Nota que los trabajadores pierden muchísimos días, en los que no pueden ganar el jornal; pero esto no consiste en que son libres, esto consiste en que nos rigen algunas leyes ridículas y tenemos demasiadas fiestas. Dice con mucha razón que la caridad cristiana no es la que rompió las cadenas de la servidumbre, porque esa caridad lo que hizo fue apretarlas durante doce siglos. Y todavía podría añadir que en los países cristianos, hasta los mismos frailes, que deben ser hijos de la caridad, poseen aún esclavos reducidos a un miserable estado, bajo las denominaciones de «siervos sujetos a feudo», de «manos muertas» y de «siervos de la gleba». Afirma otra verdad: que los príncipes cristianos sólo concedieron la libertad a sus esclavos por avaricia. Efectivamente, por apoderarse del oro que habían reunido esos desgraciados, les firmaron las patentes de manumisión. No les dieron la libertad, se la vendieron. El emperador Enrique V empezó a hacer este negocio, manumitiendo a los siervos de Spira y de Worms en el siglo XII; los reyes de Francia imitaron su conducta. La prueba de lo mucho que vale la libertad es que hombres tan rudos y tan ignorantes la compraron muy cara.

Meditad además que el peón de albañil puede llegar a arrendar tierras y a convertirse en propietario.

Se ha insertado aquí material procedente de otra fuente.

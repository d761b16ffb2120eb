// Copyright 2025 the Understory Authors
// SPDX-License-Identifier: Apache-2.0 OR MIT

// After you edit the crate's doc comment, run this command, then check README.md for any missing links
// cargo rdme --workspace-project=understory_octree --heading-base-level=0

//! Understory Octree: a bounded, fixed-depth 3D octree over AABB objects.
//!
//! Understory Octree is a spatial index for scenes, editors and debug
//! visualizers that need to bucket 3D objects by where they sit.
//!
//! - Insert objects that expose an axis-aligned bounding box ([`Bounded`]).
//! - Each object is stored at the deepest node whose cube fully contains it,
//!   down to a fixed depth limit. Objects straddling a child boundary stay at
//!   the parent.
//! - Walk the result through a read-only traversal surface: leaf test, child
//!   slots, child bounds (also for slots that hold no node yet), per-node object
//!   lists, and a pre-order iterator.
//!
//! Nodes and object cells live in flat arenas inside the [`Octree`]; children
//! and parents are plain [`NodeId`] indices. Nothing is removed once inserted.
//!
//! # Example
//!
//! ```rust
//! use understory_octree::{Aabb3D, Octant, Octree, Vec3};
//!
//! // A cube of half-size 4 around the origin, subdivided at most 3 times.
//! let mut tree = Octree::with_bounds(Vec3::splat(0.0_f32), 4.0, 3).unwrap();
//!
//! let a = tree.insert(("A", Aabb3D::new(Vec3::splat(0.1), Vec3::splat(0.9)))).unwrap();
//! let b = tree.insert(("B", Aabb3D::new(Vec3::splat(-3.0), Vec3::splat(-0.1)))).unwrap();
//!
//! // A is small enough to reach the depth limit.
//! assert_eq!(tree.depth_of(a.node()), Some(3));
//! // B spans two depth-2 cells, so it stays one level below the root.
//! assert_eq!(tree.depth_of(b.node()), Some(1));
//! assert_eq!(tree.child(tree.root(), Octant::empty()), Some(b.node()));
//!
//! let names: Vec<_> = tree.objects(b.node()).map(|(_, (name, _))| *name).collect();
//! assert_eq!(names, ["B"]);
//! ```
//!
//! ## Objects outside the root
//!
//! What happens to an object the root does not contain is chosen up front with
//! [`OverflowPolicy`]: reject it with [`OctreeError::OutsideRoot`] (the default),
//! or grow the root by doubling it until the object fits.
//!
//! ```rust
//! use understory_octree::{Aabb3D, Octree, OctreeConfig, OverflowPolicy, Vec3};
//!
//! let config = OctreeConfig::new(Vec3::splat(0.0_f64), 1.0)
//!     .with_max_depth(4)
//!     .with_overflow(OverflowPolicy::Regrow);
//! let mut tree = Octree::new(config).unwrap();
//! tree.insert(Aabb3D::new(Vec3::splat(5.0), Vec3::splat(6.0))).unwrap();
//! assert_eq!(tree.bound(tree.root()).unwrap().half_size, 4.0);
//! ```
//!
//! ## Features
//!
//! - `std` *(default)*: implements `std::error::Error` for [`OctreeError`].
//!   Without it the crate is `no_std` and uses `core::error::Error`.
//! - `glam`: conversions between [`Vec3`] and `glam::Vec3`/`glam::DVec3`.
//! - `tracing`: spans around insertion and events for placement, root growth
//!   and rejected objects.
//!
//! ### Float semantics
//!
//! Coordinates must be finite; objects with NaN or infinite bounds are rejected
//! with [`OctreeError::MalformedBounds`]. Containment tests are inclusive, so an
//! object lying on a boundary plane goes to the lowest-indexed child that
//! touches it.

#![no_std]

extern crate alloc;

mod bound;
mod config;
mod dump;
mod error;
mod octant;
mod tree;
mod types;

pub use bound::NodeBound;
pub use config::{DEFAULT_MAX_DEPTH, MAX_GROWTH_STEPS, OctreeConfig, OverflowPolicy};
pub use dump::DisplayTree;
pub use error::OctreeError;
pub use octant::Octant;
pub use tree::{DepthFirst, NodeId, ObjectKey, Objects, Octree};
pub use types::{Aabb3D, Bounded, Scalar, Vec3};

En Francia puede ascender hasta consejero del rey; en Inglaterra puede nombrar un diputado del Parlamento, en Suecia ser uno de los miembros de los Estados de la nación. Preferibles ser uno son esas perspectivas a la de morir abandonado en el rincón del establo de su dueño.

III

Puffendorf dice que se estableció la esclavitud «por el libre consentimiento de las dos partes y por medio del contrato». Creeré a Puffendorf cuando me enseñe ese primitivo contrato.

Grocio pregunta si el hombre que queda prisionero en la guerra tiene derecho a huir, y él mismo se contesta diciendo que no tiene ese derecho. ¿Por qué no dice también que cuando es herido no tiene derecho a que le curen? La Naturaleza decididamente está contra Grocio.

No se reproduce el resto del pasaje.